Apple’s new iPhone each year looks virtually identical to its predecessor. The Samsung Galaxy S24’s exterior is a carbon copy of the S23. Meanwhile, market saturation and sales have slowed with global smartphone shipments dropping 3.2% to 1.17 billion units in 2023, per data from IDC.
Where next, then? Closer to our brains, apparently, in whatever shape or form is possible.
Mind control
This year, Silicon Valley seems finally ready to introduce the world to devices such as brain interfaces, while the likes of virtual reality headsets and augmented reality goggles begin to mature as a product categories.
On Monday, Elon Musk announced that the first patient had received a brain chip implant from Neuralink, his secretive company.
“The first human received an implant from @Neuralink yesterday and is recovering well,” the billionaire wrote on his social media site, X. “Initial results show promising neuron spike detection.”
According to Musk, the goal of Neuralink since its founding in 2016 has been to create a brain interface laced with high-grade AI that allows humans to “control a computer or mobile device” with their minds.
It sounds like the stuff of sci-fi, but Neuralink’s touted the potential benefits of this technology — a product Musk has called “Telepathy” — in fields such as medicine.
“Initial users will be those who have lost the use of their limbs,” Musk wrote. “Imagine if Stephen Hawking could communicate faster than a speed typist or auctioneer. That is the goal.”
Musk has a lot more in mind for this technology, however. At an event held at Neuralink’s Fremont office in December 2022, he played a video showing a monkey playing a game of Pong without touching a gaming pad as an illustration of what a Neuralink chip could do.
This stuff is still clearly a long way from mainstream adoption — and whether it will even get that chance is unclear.
Monkeys have died following Neuralink trials, though the company denies they’re linked to its experiments. Neuralink has also been the subject of a federal probe amid concerns it had violated the Animal Welfare Act.
But others are ready to have a crack at making the technology work too. China’s Ministry of Industry and Information Technology disclosed plans to create brain-computer interfaces that rival Neuralink by 2025 — a move sure to stoke competition.
But first, headsets
If that vision of a post-smartphone future seems too radical, tech companies have some headwear they’d like you to try out instead.

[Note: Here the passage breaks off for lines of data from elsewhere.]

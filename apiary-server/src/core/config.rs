//! Server configuration
//!
//! Every field comes from an environment variable (after `.env` loading)
//! with a default:
//!
//! | Variable | Default |
//! |----------|---------|
//! | DATABASE_PATH | data/apiary.db |
//! | HTTP_PORT | 3000 |
//! | ENVIRONMENT | development |
//! | JWT_SECRET | required outside development |
//! | JWT_EXPIRY_HOURS | 24 |
//! | LOG_LEVEL / LOG_DIR | unset |
//! | ADMIN_EMAIL / ADMIN_PASSWORD / ADMIN_NAME | unset (no bootstrap admin) |
//! | SEED_DEMO_CATALOG | false |

use shared::error::{AppError, ErrorCode};

use crate::auth::JwtConfig;

/// Minimum JWT secret length outside development
const MIN_SECRET_LEN: usize = 32;

#[derive(Debug, Clone)]
pub struct Config {
    /// SQLite database file (`:memory:` is handled by tests through `DbService::in_memory`)
    pub database_path: String,
    pub http_port: u16,
    /// development | staging | production
    pub environment: String,
    pub jwt_secret: String,
    pub jwt_expiry_hours: i64,
    /// Overrides the default log filter
    pub log_level: Option<String>,
    /// Daily-rolling log files are written here when set
    pub log_dir: Option<String>,
    pub admin_email: Option<String>,
    pub admin_password: Option<String>,
    pub admin_name: String,
    /// Insert the demo catalog on startup when the catalog is empty
    pub seed_demo_catalog: bool,
}

fn env_opt(name: &str) -> Option<String> {
    std::env::var(name).ok().filter(|s| !s.trim().is_empty())
}

fn env_parse<T: std::str::FromStr>(name: &str, default: T) -> T {
    env_opt(name)
        .and_then(|v| v.trim().parse().ok())
        .unwrap_or(default)
}

fn env_bool(name: &str) -> bool {
    env_opt(name)
        .map(|v| matches!(v.trim().to_ascii_lowercase().as_str(), "1" | "true" | "yes" | "on"))
        .unwrap_or(false)
}

impl Config {
    /// Require a secret env var: must be set, non-empty and long enough outside development
    fn require_secret(name: &str, environment: &str) -> Result<String, AppError> {
        match env_opt(name) {
            Some(val) if environment != "development" && val.len() < MIN_SECRET_LEN => {
                Err(AppError::with_message(
                    ErrorCode::ConfigError,
                    format!("{name} must be at least {MIN_SECRET_LEN} characters in {environment} environment"),
                ))
            }
            Some(val) => Ok(val),
            None if environment != "development" => Err(AppError::with_message(
                ErrorCode::ConfigError,
                format!("{name} must be set in {environment} environment"),
            )),
            None => {
                tracing::warn!("{name} not set, using development secret");
                Ok(format!("dev-{name}-not-for-production"))
            }
        }
    }

    /// Load configuration from environment variables
    pub fn from_env() -> Result<Self, AppError> {
        let environment = env_opt("ENVIRONMENT").unwrap_or_else(|| "development".into());

        Ok(Self {
            database_path: env_opt("DATABASE_PATH").unwrap_or_else(|| "data/apiary.db".into()),
            http_port: env_parse("HTTP_PORT", 3000),
            jwt_secret: Self::require_secret("JWT_SECRET", &environment)?,
            jwt_expiry_hours: env_parse("JWT_EXPIRY_HOURS", 24),
            log_level: env_opt("LOG_LEVEL"),
            log_dir: env_opt("LOG_DIR"),
            admin_email: env_opt("ADMIN_EMAIL"),
            admin_password: env_opt("ADMIN_PASSWORD"),
            admin_name: env_opt("ADMIN_NAME").unwrap_or_else(|| "Administrador Apícola".into()),
            seed_demo_catalog: env_bool("SEED_DEMO_CATALOG"),
            environment,
        })
    }

    /// In-memory configuration for tests (fixed secret, bootstrap admin, no seed)
    pub fn for_tests() -> Self {
        Self {
            database_path: ":memory:".into(),
            http_port: 0,
            environment: "test".into(),
            jwt_secret: "test-secret-test-secret-test-secret!".into(),
            jwt_expiry_hours: 1,
            log_level: None,
            log_dir: None,
            admin_email: Some("admin@apicola.com".into()),
            admin_password: Some("admin123".into()),
            admin_name: "Administrador Apícola".into(),
            seed_demo_catalog: false,
        }
    }

    pub fn is_development(&self) -> bool {
        self.environment == "development"
    }

    pub fn jwt_config(&self) -> JwtConfig {
        JwtConfig {
            secret: self.jwt_secret.clone(),
            expiry_hours: self.jwt_expiry_hours,
        }
    }
}
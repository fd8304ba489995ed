//! Publishing a trained model directory to Vertex AI.
//!
//! Uploads every file under the directory to Cloud Storage, registers the
//! model with a serving container, creates an endpoint and deploys the model
//! onto it. Long-running operations are polled with capped exponential
//! backoff.

use std::path::{Path, PathBuf};
use std::time::{Duration, Instant};

use async_trait::async_trait;
use serde::{Deserialize, Serialize};
use serde_json::{json, Value};
use tracing::{debug, info, warn};
use walkdir::WalkDir;

use playwatch_core::{Config, ConfigError};

// ---------------------------------------------------------------------------
// Error
// ---------------------------------------------------------------------------

#[derive(Debug, thiserror::Error)]
pub enum PublishError {
    #[error("model directory {0} contains no files")]
    EmptyModelDir(PathBuf),

    #[error("failed to read {path}: {source}")]
    Io {
        path: PathBuf,
        #[source]
        source: std::io::Error,
    },

    #[error("request to {url} failed: {reason}")]
    Network { url: String, reason: String },

    #[error("{url} returned {status}: {message}")]
    Api {
        url: String,
        status: u16,
        message: String,
    },

    #[error("operation {name} failed: {message}")]
    OperationFailed { name: String, message: String },

    #[error("operation {name} still running after {seconds}s")]
    OperationTimeout { name: String, seconds: u64 },

    #[error("unexpected response: {0}")]
    InvalidResponse(String),
}

// ---------------------------------------------------------------------------
// Types
// ---------------------------------------------------------------------------

/// Resource names of a published model.
#[derive(Debug, Clone, PartialEq, Serialize, Deserialize)]
pub struct PublishedModel {
    /// `gs://bucket/prefix` the artifacts were uploaded to.
    pub artifact_uri: String,
    /// `projects/.../locations/.../models/...`
    pub model: String,
    /// `projects/.../locations/.../endpoints/...`
    pub endpoint: String,
    /// Trailing id of `endpoint`, the value for `VERTEX_ENDPOINT_ID`.
    pub endpoint_id: String,
}

/// A local file and the object name it is uploaded as.
#[derive(Debug, Clone, PartialEq, Eq)]
pub struct Artifact {
    pub local_path: PathBuf,
    pub object_name: String,
}

#[async_trait]
pub trait ArtifactPublisher: Send + Sync {
    async fn publish(&self, model_dir: &Path) -> Result<PublishedModel, PublishError>;
}

/// List the files under `model_dir` with object names `{prefix}/{relative}`,
/// sorted for a deterministic upload order.
pub fn collect_artifacts(model_dir: &Path, prefix: &str) -> Result<Vec<Artifact>, PublishError> {
    let prefix = prefix.trim_matches('/');
    let mut artifacts = Vec::new();

    for entry in WalkDir::new(model_dir).sort_by_file_name() {
        let entry = entry.map_err(|e| PublishError::Io {
            path: e.path().map(Path::to_path_buf).unwrap_or_else(|| model_dir.to_path_buf()),
            source: e
                .into_io_error()
                .unwrap_or_else(|| std::io::Error::other("directory loop")),
        })?;
        if !entry.file_type().is_file() {
            continue;
        }
        let relative = entry
            .path()
            .strip_prefix(model_dir)
            .map_err(|e| PublishError::InvalidResponse(e.to_string()))?;
        let relative: Vec<String> = relative
            .components()
            .map(|c| c.as_os_str().to_string_lossy().into_owned())
            .collect();
        let object_name = if prefix.is_empty() {
            relative.join("/")
        } else {
            format!("{prefix}/{}", relative.join("/"))
        };
        artifacts.push(Artifact {
            local_path: entry.into_path(),
            object_name,
        });
    }

    if artifacts.is_empty() {
        return Err(PublishError::EmptyModelDir(model_dir.to_path_buf()));
    }
    Ok(artifacts)
}

/// Last path segment of a resource name.
pub fn resource_id(name: &str) -> &str {
    name.rsplit('/').next().unwrap_or(name)
}

// ---------------------------------------------------------------------------
// Vertex AI publisher
// ---------------------------------------------------------------------------

#[derive(Debug, Clone)]
pub struct VertexPublisherSettings {
    pub project: String,
    pub location: String,
    pub access_token: String,
    pub bucket: String,
    pub prefix: String,
    pub display_name: String,
    pub serving_image: String,
    pub machine_type: String,
    pub min_replicas: u32,
    pub max_replicas: u32,
    pub storage_base_url: String,
    pub vertex_base_url: String,
    pub operation_timeout: Duration,
}

impl VertexPublisherSettings {
    pub fn from_config(config: &Config) -> Result<Self, ConfigError> {
        let location = config.gcp.location.clone();
        let vertex_base_url = config
            .endpoint
            .base_url
            .clone()
            .unwrap_or_else(|| format!("https://{location}-aiplatform.googleapis.com"));
        Ok(Self {
            project: config.gcp.require_project_id()?.to_string(),
            access_token: config.gcp.require_access_token()?.to_string(),
            bucket: config.deploy.require_bucket()?.to_string(),
            prefix: config.deploy.prefix.clone(),
            display_name: config.deploy.display_name.clone(),
            serving_image: config.deploy.serving_image.clone(),
            machine_type: config.deploy.machine_type.clone(),
            min_replicas: config.deploy.min_replicas,
            max_replicas: config.deploy.max_replicas,
            storage_base_url: config.deploy.storage_base_url.trim_end_matches('/').to_string(),
            vertex_base_url: vertex_base_url.trim_end_matches('/').to_string(),
            location,
            operation_timeout: Duration::from_secs(45 * 60),
        })
    }

    fn parent(&self) -> String {
        format!("projects/{}/locations/{}", self.project, self.location)
    }
}

pub struct VertexPublisher {
    client: reqwest::Client,
    settings: VertexPublisherSettings,
}

impl VertexPublisher {
    pub fn new(settings: VertexPublisherSettings) -> Self {
        Self {
            client: reqwest::Client::new(),
            settings,
        }
    }

    /// Request body for `models:upload`.
    pub fn model_upload_body(settings: &VertexPublisherSettings, artifact_uri: &str) -> Value {
        json!({
            "model": {
                "displayName": settings.display_name,
                "artifactUri": artifact_uri,
                "containerSpec": { "imageUri": settings.serving_image },
            }
        })
    }

    /// Request body for `endpoints/{id}:deployModel`.
    pub fn deploy_body(settings: &VertexPublisherSettings, model: &str) -> Value {
        json!({
            "deployedModel": {
                "model": model,
                "displayName": settings.display_name,
                "dedicatedResources": {
                    "machineSpec": { "machineType": settings.machine_type },
                    "minReplicaCount": settings.min_replicas,
                    "maxReplicaCount": settings.max_replicas,
                },
            },
            "trafficSplit": { "0": 100 },
        })
    }

    async fn upload_artifact(&self, artifact: &Artifact) -> Result<(), PublishError> {
        let bytes = tokio::fs::read(&artifact.local_path)
            .await
            .map_err(|source| PublishError::Io {
                path: artifact.local_path.clone(),
                source,
            })?;
        let url = format!(
            "{}/upload/storage/v1/b/{}/o",
            self.settings.storage_base_url, self.settings.bucket
        );
        debug!(object = %artifact.object_name, bytes = bytes.len(), "uploading artifact");

        let response = self
            .client
            .post(&url)
            .query(&[("uploadType", "media"), ("name", artifact.object_name.as_str())])
            .bearer_auth(&self.settings.access_token)
            .header("Content-Type", "application/octet-stream")
            .body(bytes)
            .send()
            .await
            .map_err(|e| network(&url, e))?;
        check_status(&url, response).await.map(|_| ())
    }

    async fn post_json(&self, url: &str, body: &Value) -> Result<Value, PublishError> {
        let response = self
            .client
            .post(url)
            .bearer_auth(&self.settings.access_token)
            .json(body)
            .send()
            .await
            .map_err(|e| network(url, e))?;
        check_status(url, response).await
    }

    async fn get_json(&self, url: &str) -> Result<Value, PublishError> {
        let response = self
            .client
            .get(url)
            .bearer_auth(&self.settings.access_token)
            .send()
            .await
            .map_err(|e| network(url, e))?;
        check_status(url, response).await
    }

    /// Poll a long-running operation until `done`, returning its `response`.
    async fn wait_for_operation(&self, operation: Value) -> Result<Value, PublishError> {
        let name = operation["name"]
            .as_str()
            .ok_or_else(|| PublishError::InvalidResponse(format!("operation without name: {operation}")))?
            .to_string();
        let url = format!("{}/v1/{}", self.settings.vertex_base_url, name);

        let start = Instant::now();
        let initial_delay_ms: u64 = 1000;
        let max_delay_ms: u64 = 30_000;
        let backoff_factor: f64 = 1.5;
        let mut delay_ms = initial_delay_ms;
        let mut current = operation;

        loop {
            if current["done"].as_bool().unwrap_or(false) {
                if let Some(error) = current.get("error") {
                    let message = error["message"].as_str().unwrap_or("unknown").to_string();
                    warn!(operation = %name, %message, "operation failed");
                    return Err(PublishError::OperationFailed { name, message });
                }
                return Ok(current["response"].clone());
            }

            if start.elapsed() > self.settings.operation_timeout {
                return Err(PublishError::OperationTimeout {
                    name,
                    seconds: self.settings.operation_timeout.as_secs(),
                });
            }

            debug!(
                operation = %name,
                elapsed_ms = start.elapsed().as_millis() as u64,
                "waiting for operation"
            );
            tokio::time::sleep(Duration::from_millis(delay_ms)).await;
            delay_ms = ((delay_ms as f64 * backoff_factor) as u64).min(max_delay_ms);

            current = self.get_json(&url).await?;
        }
    }
}

#[async_trait]
impl ArtifactPublisher for VertexPublisher {
    async fn publish(&self, model_dir: &Path) -> Result<PublishedModel, PublishError> {
        let s = &self.settings;
        let artifacts = collect_artifacts(model_dir, &s.prefix)?;
        let artifact_uri = format!("gs://{}/{}", s.bucket, s.prefix.trim_matches('/'));

        info!(files = artifacts.len(), uri = %artifact_uri, "uploading model artifacts");
        for artifact in &artifacts {
            self.upload_artifact(artifact).await?;
        }

        info!(display_name = %s.display_name, "registering model");
        let url = format!("{}/v1/{}/models:upload", s.vertex_base_url, s.parent());
        let operation = self
            .post_json(&url, &Self::model_upload_body(s, &artifact_uri))
            .await?;
        let response = self.wait_for_operation(operation).await?;
        let model = response["model"]
            .as_str()
            .ok_or_else(|| PublishError::InvalidResponse(format!("upload response without model: {response}")))?
            .to_string();
        info!(%model, "model registered");

        info!("creating endpoint");
        let url = format!("{}/v1/{}/endpoints", s.vertex_base_url, s.parent());
        let operation = self
            .post_json(&url, &json!({ "displayName": format!("{}_endpoint", s.display_name) }))
            .await?;
        let response = self.wait_for_operation(operation).await?;
        let endpoint = response["name"]
            .as_str()
            .ok_or_else(|| PublishError::InvalidResponse(format!("endpoint response without name: {response}")))?
            .to_string();
        info!(%endpoint, "endpoint created");

        info!(machine_type = %s.machine_type, "deploying model to endpoint");
        let url = format!("{}/v1/{}:deployModel", s.vertex_base_url, endpoint);
        let operation = self.post_json(&url, &Self::deploy_body(s, &model)).await?;
        self.wait_for_operation(operation).await?;

        let endpoint_id = resource_id(&endpoint).to_string();
        info!(%endpoint_id, "deployment complete");
        Ok(PublishedModel {
            artifact_uri,
            model,
            endpoint,
            endpoint_id,
        })
    }
}

fn network(url: &str, e: reqwest::Error) -> PublishError {
    PublishError::Network {
        url: url.to_string(),
        reason: e.to_string(),
    }
}

async fn check_status(url: &str, response: reqwest::Response) -> Result<Value, PublishError> {
    let status = response.status().as_u16();
    if !(200..300).contains(&status) {
        let message = response.text().await.unwrap_or_default();
        return Err(PublishError::Api {
            url: url.to_string(),
            status,
            message,
        });
    }
    response
        .json()
        .await
        .map_err(|e| PublishError::InvalidResponse(e.to_string()))
}
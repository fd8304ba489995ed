use async_trait::async_trait;
use serde::{Deserialize, Serialize};
use serde_json::Value;
use std::fmt;

/// Describes a tool's interface for LLM consumption.
/// Maps to Gemini's `functionDeclarations` entries.
#[derive(Debug, Clone, Serialize, Deserialize)]
pub struct ToolDefinition {
    /// Unique tool name (e.g., "get_player_stats")
    pub name: String,
    /// Human-readable description for the LLM
    pub description: String,
    /// JSON Schema describing the expected input
    pub input_schema: Value,
}

/// Represents an LLM requesting execution of a tool.
#[derive(Debug, Clone, PartialEq, Serialize, Deserialize)]
pub struct ToolCall {
    /// Correlation ID for this invocation (used to match results)
    pub id: String,
    /// Tool name to execute
    pub name: String,
    /// JSON input arguments
    pub input: Value,
}

/// What a tool handed back: structured data, or a failure description the
/// LLM can narrate to the user.
#[derive(Debug, Clone, PartialEq, Serialize, Deserialize)]
#[serde(tag = "status", content = "data", rename_all = "snake_case")]
pub enum ToolPayload {
    Ok(Value),
    Error(String),
}

/// Result of dispatching a tool call, sent back to the LLM.
#[derive(Debug, Clone, PartialEq, Serialize, Deserialize)]
pub struct ToolResult {
    /// Must match the ToolCall id
    pub tool_call_id: String,
    /// Name of the tool that was requested
    pub tool_name: String,
    pub payload: ToolPayload,
}

impl ToolResult {
    pub fn ok(call: &ToolCall, value: Value) -> Self {
        Self {
            tool_call_id: call.id.clone(),
            tool_name: call.name.clone(),
            payload: ToolPayload::Ok(value),
        }
    }

    pub fn error(call: &ToolCall, message: impl Into<String>) -> Self {
        Self {
            tool_call_id: call.id.clone(),
            tool_name: call.name.clone(),
            payload: ToolPayload::Error(message.into()),
        }
    }

    pub fn is_error(&self) -> bool {
        matches!(self.payload, ToolPayload::Error(_))
    }
}

/// The primary extension point: all tools implement this trait.
///
/// Tools are object-safe, Send + Sync, and async. Input has already been
/// validated against `definition().input_schema` by the registry.
#[async_trait]
pub trait Tool: Send + Sync {
    /// Returns the tool's definition (name, description, JSON Schema).
    fn definition(&self) -> ToolDefinition;

    /// Execute the tool with the given JSON input.
    async fn execute(&self, input: Value) -> Result<Value, ToolError>;
}

#[derive(Debug, thiserror::Error)]
pub enum ToolError {
    #[error("Invalid input: {0}")]
    InvalidInput(String),
    #[error("Execution failed: {0}")]
    ExecutionFailed(String),
    #[error("Timeout after {0:?}")]
    Timeout(std::time::Duration),
}

impl fmt::Display for ToolDefinition {
    fn fmt(&self, f: &mut fmt::Formatter<'_>) -> fmt::Result {
        write!(f, "{}({})", self.name, self.description)
    }
}

/// Simple echo tool for testing purposes.
#[cfg(any(test, feature = "test-utils"))]
pub struct EchoTool;

#[cfg(any(test, feature = "test-utils"))]
#[async_trait]
impl Tool for EchoTool {
    fn definition(&self) -> ToolDefinition {
        ToolDefinition {
            name: "echo".to_string(),
            description: "Echoes back the input message. For testing.".to_string(),
            input_schema: serde_json::json!({
                "type": "object",
                "properties": {
                    "message": {
                        "type": "string",
                        "description": "The message to echo back"
                    }
                },
                "required": ["message"]
            }),
        }
    }

    async fn execute(&self, input: Value) -> Result<Value, ToolError> {
        let message = input
            .get("message")
            .and_then(|v| v.as_str())
            .ok_or_else(|| ToolError::InvalidInput("missing 'message' field".to_string()))?;

        Ok(Value::String(message.to_string()))
    }
}
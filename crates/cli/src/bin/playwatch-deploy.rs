//! Publish a trained autoencoder directory to a Vertex AI endpoint.

use std::path::PathBuf;

use anyhow::{Context, Result};
use clap::Parser;
use tracing::info;

use playwatch_anomaly::publish::VertexPublisherSettings;
use playwatch_anomaly::{ArtifactPublisher, VertexPublisher};
use playwatch_core::config::{load_dotenv, Config};

#[derive(Parser, Debug)]
#[command(name = "playwatch-deploy", about = "Upload and deploy the anomaly model")]
struct DeployArgs {
    /// Directory holding the exported model (e.g. a TensorFlow SavedModel)
    model_dir: PathBuf,

    /// Config profile; keys are looked up as {PROFILE}_{KEY} first
    #[arg(long, env = "PLAYWATCH_PROFILE")]
    profile: Option<String>,

    /// Google Cloud project id (overrides GCP_PROJECT_ID)
    #[arg(long)]
    project: Option<String>,

    /// Google Cloud region (overrides GCP_LOCATION)
    #[arg(long)]
    location: Option<String>,

    /// Cloud Storage bucket for the artifacts (overrides DEPLOY_BUCKET)
    #[arg(long)]
    bucket: Option<String>,
}

#[tokio::main]
async fn main() -> Result<()> {
    tracing_subscriber::fmt()
        .with_env_filter(
            tracing_subscriber::EnvFilter::try_from_default_env()
                .unwrap_or_else(|_| tracing_subscriber::EnvFilter::new("info")),
        )
        .init();

    load_dotenv();
    let args = DeployArgs::parse();

    let mut config = match &args.profile {
        Some(profile) => Config::for_profile(profile),
        None => Config::from_env(),
    }
    .context("failed to load configuration")?;
    if let Some(project) = &args.project {
        config.gcp.project_id = Some(project.clone());
    }
    if let Some(location) = &args.location {
        config.gcp.location = location.clone();
    }
    if let Some(bucket) = &args.bucket {
        config.deploy.bucket = Some(bucket.clone());
    }
    config.log_summary();
    config.validate_for_deploy().context("configuration is incomplete")?;

    let settings = VertexPublisherSettings::from_config(&config)?;
    info!(
        model_dir = %args.model_dir.display(),
        bucket = %settings.bucket,
        "publishing model"
    );
    let publisher = VertexPublisher::new(settings);
    let published = publisher
        .publish(&args.model_dir)
        .await
        .with_context(|| format!("failed to publish {}", args.model_dir.display()))?;

    println!("model:       {}", published.model);
    println!("endpoint:    {}", published.endpoint);
    println!("ENDPOINT ID: {}", published.endpoint_id);
    println!("Set VERTEX_ENDPOINT_ID={} for the analyst.", published.endpoint_id);
    Ok(())
}
//! Construction of the analyst and its collaborators from config.

use std::sync::Arc;
use std::time::Duration;

use anyhow::{Context, Result};
use tracing::info;

use playwatch_agent::{build_registry, Analyst, AnalystSettings, AnalystToolbox};
use playwatch_anomaly::{AnomalyScorer, NormalizationStats, VertexEndpointClient};
use playwatch_core::Config;
use playwatch_warehouse::BigQueryClient;

/// Build an analyst session. Every collaborator is created here and
/// injected; nothing below this point reads the environment.
pub fn build_analyst(config: &Config) -> Result<Analyst> {
    config
        .validate_for_agent()
        .context("configuration is incomplete")?;

    let stats = NormalizationStats::from_config(&config.scoring)
        .context("failed to load normalization stats")?;
    let threshold = config.scoring.require_threshold()?;
    let oracle = Arc::new(
        VertexEndpointClient::from_config(config).context("failed to configure endpoint")?,
    );
    info!(url = oracle.predict_url(), threshold, "anomaly scorer ready");
    let scorer = Arc::new(AnomalyScorer::new(stats, oracle, threshold)?);

    let warehouse = Arc::new(
        BigQueryClient::from_config(config).context("failed to configure BigQuery")?,
    );
    let toolbox = Arc::new(AnalystToolbox::new(
        warehouse,
        scorer,
        config.warehouse.suspicious_apm,
    ));
    let registry = build_registry(
        toolbox,
        Duration::from_secs(config.agent.tool_timeout_secs),
    )?;

    let provider = playwatch_llm::create_tool_provider(&config.llm)
        .context("failed to create LLM provider")?;

    Ok(Analyst::new(
        provider,
        Arc::new(registry),
        AnalystSettings::from_config(&config.agent, &config.llm),
    ))
}
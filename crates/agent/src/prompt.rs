/// Default system instruction for the security analyst.
pub const SYSTEM_PROMPT: &str = "\
You are a Senior Game Security Analyst for EVE Online.
Your job is to detect economic exploits in the game telemetry and explain them clearly to Game Masters.

PROTOCOLS:
1. When asked whether anyone was caught, check for suspicious players first using get_suspicious_players().
2. If asked 'Why' a player is flagged, compare them to the 'Normal' cluster stats using get_cluster_stats().
3. To judge a specific player: call get_player_stats to get raw numbers, then check_anomaly_score with those numbers to get the AI verdict and baselines, then synthesize the answer.

RESPONSE STYLE:
1. Be comparative: always contrast the suspect's stats against the normal baseline returned by the tools.
   Bad: \"Score is high.\"
   Good: \"Suspect APM is 4,700, which is 170x higher than the normal baseline of 27.8.\"
2. Be decisive: state clearly if this is an exploit or normal play.
3. Use the data: cite the specific anomaly score and threshold.
4. Be concise and professional. Use 'actions per minute' (APM) as your key metric.
5. If a tool returns an error, say what could not be checked instead of guessing.";
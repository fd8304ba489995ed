use clap::Parser;

use playwatch_core::Config;

/// Warnings only, plus the startup config summary.
pub const DEFAULT_LOG_FILTER: &str = "warn,playwatch_core=info";

/// Conversational security analyst for game telemetry.
///
/// Each QUESTION is answered in order within one session. With no
/// questions, reads one question per line from stdin until EOF.
#[derive(Parser, Debug)]
#[command(name = "playwatch", about = "Ask questions about anomalous player behavior")]
pub struct CliArgs {
    /// Questions to ask, in order
    pub questions: Vec<String>,

    /// Config profile; keys are looked up as {PROFILE}_{KEY} first
    #[arg(long, env = "PLAYWATCH_PROFILE")]
    pub profile: Option<String>,

    /// Google Cloud project id (overrides GCP_PROJECT_ID)
    #[arg(long)]
    pub project: Option<String>,

    /// Google Cloud region (overrides GCP_LOCATION)
    #[arg(long)]
    pub location: Option<String>,

    /// Vertex AI endpoint serving the autoencoder (overrides VERTEX_ENDPOINT_ID)
    #[arg(long)]
    pub endpoint_id: Option<String>,
}

impl CliArgs {
    /// Flags win over environment and profile values.
    pub fn apply_overrides(&self, config: &mut Config) {
        if let Some(project) = &self.project {
            config.gcp.project_id = Some(project.clone());
        }
        if let Some(location) = &self.location {
            config.gcp.location = location.clone();
        }
        if let Some(endpoint_id) = &self.endpoint_id {
            config.endpoint.endpoint_id = Some(endpoint_id.clone());
        }
    }
}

Apple is set to launch its Vision Pro headset on Friday in what it describes as its big foray into “spatial computing.” The $3,500 goggles incorporate virtual and augmented reality to give users a more immersive experience of the internet.
As Apple puts it, “your apps live in your space.” That space is essentially your head, with the Vision Pro built to create a canvas that emerges before your eyes while you wear it.
As much as an answer to the “what comes after the iPhone?” question, the Vision Pro is also a response to the growing suite of headgear that Mark Zuckerberg has been creating at Meta.
Products include the mixed reality Meta Quest Pro and Meta Quest 3, which, like the Vision Pro, are designed to be worn over your head.
There are also the less imposing Meta Ray-Ban AR glasses introduced at the company’s Connect developer conference in September. These are integrated with a 12 megapixel camera and AI that allow users to engage with a “conversational assistant” by saying “Hey Meta.”
The post-smartphone future is coming quickly, then, in all shapes and sizes. Your head is its target.